Could you copy every line of the data that contains the word "vars"?
Top of MATERIAL SHOWN
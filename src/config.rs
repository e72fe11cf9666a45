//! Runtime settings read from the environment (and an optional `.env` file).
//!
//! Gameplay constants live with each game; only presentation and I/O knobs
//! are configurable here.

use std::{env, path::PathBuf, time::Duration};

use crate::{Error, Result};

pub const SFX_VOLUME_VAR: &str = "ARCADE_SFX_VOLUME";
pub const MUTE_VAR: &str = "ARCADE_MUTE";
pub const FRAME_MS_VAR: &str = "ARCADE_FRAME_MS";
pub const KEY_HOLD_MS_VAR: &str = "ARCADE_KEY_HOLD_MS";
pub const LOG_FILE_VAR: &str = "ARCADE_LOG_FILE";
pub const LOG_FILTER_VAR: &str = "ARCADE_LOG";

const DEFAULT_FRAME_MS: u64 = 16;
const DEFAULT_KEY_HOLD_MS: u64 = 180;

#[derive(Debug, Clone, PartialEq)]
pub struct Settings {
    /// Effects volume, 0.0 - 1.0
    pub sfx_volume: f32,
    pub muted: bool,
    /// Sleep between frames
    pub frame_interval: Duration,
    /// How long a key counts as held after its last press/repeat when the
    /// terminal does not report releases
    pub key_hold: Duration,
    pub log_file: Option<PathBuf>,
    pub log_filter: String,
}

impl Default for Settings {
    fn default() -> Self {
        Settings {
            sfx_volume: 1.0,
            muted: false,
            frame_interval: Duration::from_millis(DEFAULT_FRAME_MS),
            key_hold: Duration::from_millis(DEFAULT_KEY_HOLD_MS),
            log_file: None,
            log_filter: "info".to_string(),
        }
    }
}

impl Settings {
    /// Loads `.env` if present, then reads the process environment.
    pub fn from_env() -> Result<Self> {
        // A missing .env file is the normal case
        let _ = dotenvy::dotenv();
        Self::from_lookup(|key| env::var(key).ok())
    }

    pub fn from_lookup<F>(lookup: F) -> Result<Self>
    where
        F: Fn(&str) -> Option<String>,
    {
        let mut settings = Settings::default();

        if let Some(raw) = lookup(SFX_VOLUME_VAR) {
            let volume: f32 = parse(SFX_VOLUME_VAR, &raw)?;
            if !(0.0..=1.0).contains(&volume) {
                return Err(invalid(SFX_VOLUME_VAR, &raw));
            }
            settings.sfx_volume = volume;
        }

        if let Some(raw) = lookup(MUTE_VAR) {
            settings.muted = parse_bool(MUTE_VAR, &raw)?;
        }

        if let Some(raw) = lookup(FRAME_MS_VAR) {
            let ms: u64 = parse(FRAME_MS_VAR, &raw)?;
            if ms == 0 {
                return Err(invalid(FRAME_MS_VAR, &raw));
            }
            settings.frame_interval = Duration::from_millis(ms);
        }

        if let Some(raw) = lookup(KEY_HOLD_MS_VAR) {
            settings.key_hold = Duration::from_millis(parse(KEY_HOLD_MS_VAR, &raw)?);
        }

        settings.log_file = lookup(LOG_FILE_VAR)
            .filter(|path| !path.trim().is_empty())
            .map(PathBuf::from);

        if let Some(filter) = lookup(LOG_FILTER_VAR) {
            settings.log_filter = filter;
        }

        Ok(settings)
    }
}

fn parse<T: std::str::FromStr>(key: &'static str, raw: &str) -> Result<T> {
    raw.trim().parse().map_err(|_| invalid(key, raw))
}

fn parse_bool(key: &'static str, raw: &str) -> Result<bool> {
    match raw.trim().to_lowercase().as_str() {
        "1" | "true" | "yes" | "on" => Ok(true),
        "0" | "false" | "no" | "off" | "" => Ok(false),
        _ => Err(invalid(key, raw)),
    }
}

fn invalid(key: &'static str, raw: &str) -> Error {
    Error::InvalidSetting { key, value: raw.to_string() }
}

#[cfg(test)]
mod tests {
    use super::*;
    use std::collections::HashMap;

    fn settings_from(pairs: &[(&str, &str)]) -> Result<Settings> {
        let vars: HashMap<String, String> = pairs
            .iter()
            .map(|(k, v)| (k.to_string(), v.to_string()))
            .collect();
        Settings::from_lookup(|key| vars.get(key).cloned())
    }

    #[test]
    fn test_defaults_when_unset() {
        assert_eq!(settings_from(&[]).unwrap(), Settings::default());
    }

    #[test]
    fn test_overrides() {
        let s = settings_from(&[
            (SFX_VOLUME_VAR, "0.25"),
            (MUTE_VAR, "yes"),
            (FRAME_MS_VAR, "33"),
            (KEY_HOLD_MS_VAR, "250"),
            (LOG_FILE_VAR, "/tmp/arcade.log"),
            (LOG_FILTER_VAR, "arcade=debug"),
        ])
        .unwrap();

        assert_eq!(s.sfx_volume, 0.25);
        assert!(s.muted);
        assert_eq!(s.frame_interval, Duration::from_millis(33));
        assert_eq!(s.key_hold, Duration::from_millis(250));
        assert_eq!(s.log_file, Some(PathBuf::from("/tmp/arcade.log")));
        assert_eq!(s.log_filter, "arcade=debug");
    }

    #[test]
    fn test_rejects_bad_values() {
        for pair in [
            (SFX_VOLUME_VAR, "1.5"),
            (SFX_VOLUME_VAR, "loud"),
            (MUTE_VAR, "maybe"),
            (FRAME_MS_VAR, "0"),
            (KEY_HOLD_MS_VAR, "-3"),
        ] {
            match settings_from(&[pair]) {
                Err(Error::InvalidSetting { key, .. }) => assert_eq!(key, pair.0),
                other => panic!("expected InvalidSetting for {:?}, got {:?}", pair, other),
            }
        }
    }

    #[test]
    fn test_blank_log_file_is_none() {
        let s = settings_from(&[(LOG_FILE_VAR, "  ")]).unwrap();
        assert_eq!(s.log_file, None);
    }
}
Bottom of MATERIAL SHOWN
◆ WRITTEN ANSWER ◆
        let vars: HashMap<String, String> = pairs
        Settings::from_lookup(|key| vars.get(key).cloned())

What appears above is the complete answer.